Attack of the mammoth penguins

Every year we rise up and stream through the streets in exultation, mammoth penguins swearing in tongues. Tomorrow is the 78th Waddling of the Totems. And crying: Not dead yet!

Some documents of the day. Some reflections on the 78 cohort. And on living longer than the generation before you.

The fun stuff. Sweet penguins by mail, from Bonnie and Ed Campbell:


Open the card, and a pair of penguins pop up! Seen here in front of an appropriately Antarctic background:

(#2) Designed by lovepop in Boston — — and made in Vietnam

So much for totem animal #1. On to #2. Not specifically intended as a birthday present, but nevertheless a piece of excellent news from the far reaches of my country. From Chris Waigl, this story on the KTVA Alaska site on 8/31/18, “Woolly mammoth tusk found in Denali” by Angela Krenzlen:


Recently, during an archeological study in Denali National Park, a technician discovered the tusk of a woolly mammoth — the only one ever found in the park.

The tech was walking along a gravel bar when she made the discovery, according to a Park Service Facebook post. At first she thought it was a downed tree, but it looked a little bit different. The team excavated the nearly 4-foot-long tusk so it wouldn’t wash away.

A mammoth molar and several bones that look to be from the extinct Steppe Bison were also found. The team will test all the artifacts for age and evidence of human modification.

Before this discovery, the only other woolly mammoth remains found in Denali was a tooth that a visitor found in the 1960s.

Mammoths. We Are Everywhere.

The 78 cohort. Born within a year of this date 78 years ago. Two friends of mine with recent birthdays that most of my readers will not know: Ellen Sulkis James, once my Reading Eagle comrade; and my soc.motss brother Ken Rudolph. The musical performance wing of our cohort recently lost one of its greatest, Aretha Franklin. Another, Joan Baez, is on her farewell concert tour. John is, sadly, long gone, but Ringo endures. As do Judy Collins and Bob Dylan. Not a shabby group.

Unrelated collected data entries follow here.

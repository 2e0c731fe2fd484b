// src/errors.rs
//! Error handling for the ECDSA core with severity classification and contextual
//! logging for auditing. Verification outcomes are plain values (see
//! `protocols::ecdsa::VerificationOutcome`); this module covers genuine faults.

use log::{error, info, warn};
use std::fmt;
use thiserror::Error;

use crate::params::ParamsError;

/// Security severity levels for error classification
#[derive(Debug, Clone, Copy, PartialEq, Eq, PartialOrd, Ord)]
pub enum SecuritySeverity {
    /// Violation that compromises key material or signature soundness
    Critical,
    /// Violation that affects security properties of a single operation
    High,
    /// Affects functionality but not core security
    Medium,
    /// Affects usability only
    Low,
}

impl fmt::Display for SecuritySeverity {
    fn fmt(&self, f: &mut fmt::Formatter) -> fmt::Result {
        match self {
            SecuritySeverity::Critical => write!(f, "CRITICAL"),
            SecuritySeverity::High => write!(f, "HIGH"),
            SecuritySeverity::Medium => write!(f, "MEDIUM"),
            SecuritySeverity::Low => write!(f, "LOW"),
        }
    }
}

/// Error types for curve arithmetic and the signature protocol
#[derive(Error, Debug, Clone, PartialEq, Eq)]
pub enum EcdsaError {
    /// Division by a value that has no inverse modulo the given modulus
    #[error("No modular inverse in operation '{operation}' ({modulus_bits}-bit modulus)")]
    NoInverse {
        operation: String,
        modulus_bits: u32,
    },

    /// The derived nonce, or the resulting s, is zero modulo the group order
    #[error("Degenerate nonce: signing must be retried with a fresh nonce")]
    DegenerateNonce,

    #[error("Invalid private key: {reason}")]
    InvalidPrivateKey { reason: String },

    #[error("Invalid length: expected {expected} bytes, got {actual} in context '{context}'")]
    InvalidLength {
        expected: usize,
        actual: usize,
        context: String,
    },

    #[error("Invalid point in context '{context}'")]
    InvalidPoint { context: String },

    /// Scalar is negative or wider than the fixed multiplication width
    #[error("Scalar of {bits} bits outside the {max_bits}-bit multiplication width")]
    ScalarOutOfRange { bits: u32, max_bits: u32 },

    #[error("Entropy source unavailable: {reason}")]
    EntropyUnavailable { reason: String },

    #[error("Invalid curve parameters: {0}")]
    InvalidParameters(#[from] ParamsError),
}

impl EcdsaError {
    /// Get the security severity level of this error
    pub fn severity(&self) -> SecuritySeverity {
        match self {
            EcdsaError::InvalidPrivateKey { .. } => SecuritySeverity::Critical,
            EcdsaError::EntropyUnavailable { .. } => SecuritySeverity::Critical,
            EcdsaError::DegenerateNonce => SecuritySeverity::High,
            EcdsaError::InvalidPoint { .. } => SecuritySeverity::High,
            EcdsaError::InvalidParameters(_) => SecuritySeverity::High,
            EcdsaError::NoInverse { .. } => SecuritySeverity::Medium,
            EcdsaError::ScalarOutOfRange { .. } => SecuritySeverity::Low,
            EcdsaError::InvalidLength { .. } => SecuritySeverity::Low,
        }
    }

    /// Convert error to a user-safe message (no sensitive details)
    pub fn to_user_message(&self) -> String {
        match self.severity() {
            SecuritySeverity::Critical | SecuritySeverity::High => {
                "Cryptographic operation rejected".to_string()
            }
            SecuritySeverity::Medium => "Arithmetic failure during signature operation".to_string(),
            SecuritySeverity::Low => format!("Error: {}", self),
        }
    }

    /// Get detailed log message for security auditing
    pub fn to_audit_log(&self) -> String {
        let timestamp = chrono::Utc::now().to_rfc3339();
        let process_id = std::process::id();
        let thread_id = format!("{:?}", std::thread::current().id());

        format!(
            "[{}] [PID: {}] [TID: {}] [SEVERITY: {}] {}",
            timestamp,
            process_id,
            thread_id,
            self.severity(),
            self
        )
    }

    /// Log the error with call-site context at a level matching its severity
    pub fn log_with_context(&self, module: &str, function: &str, line: u32) {
        let log_message = format!("[{}:{}:{}] {}", module, function, line, self.to_audit_log());

        match self.severity() {
            SecuritySeverity::Critical | SecuritySeverity::High => error!("{}", log_message),
            SecuritySeverity::Medium => warn!("{}", log_message),
            SecuritySeverity::Low => info!("{}", log_message),
        }
    }
}

/// Extension trait for logging failed results without consuming them
pub trait ResultExt<T> {
    fn log_on_error(self, module: &str, function: &str, line: u32) -> Self;
}

impl<T> ResultExt<T> for Result<T, EcdsaError> {
    fn log_on_error(self, module: &str, function: &str, line: u32) -> Self {
        if let Err(ref error) = self {
            error.log_with_context(module, function, line);
        }
        self
    }
}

Outliving the previous generation. My father died not long after his 78th birthday, so, with luck, I will soon have outlived him. (My mother died about 20 years before that.) Both my first father-in-law, Keene Daingerfield, and my father-in-law-equivalent, Bill Transue, lived into their 80s, so I have a ways to go to outlive them.

I think my dad would have been pleased. Many modern parents hope that their children will surpass them in any number of ways. Certainly my dad did. In late middle life, he confessed that as a young man, he’d wanted to be a writer. Not even a remotely imaginable ambition for him. But I achieved what was in his eyes the equivalent, or even better, and he was absurdly proud of me. (German-Swiss people and their American descendants are not given to public displays of emotion, but in that context he was passionate.) No doubt he hoped I would also live longer than he did. (And Elizabeth longer still.)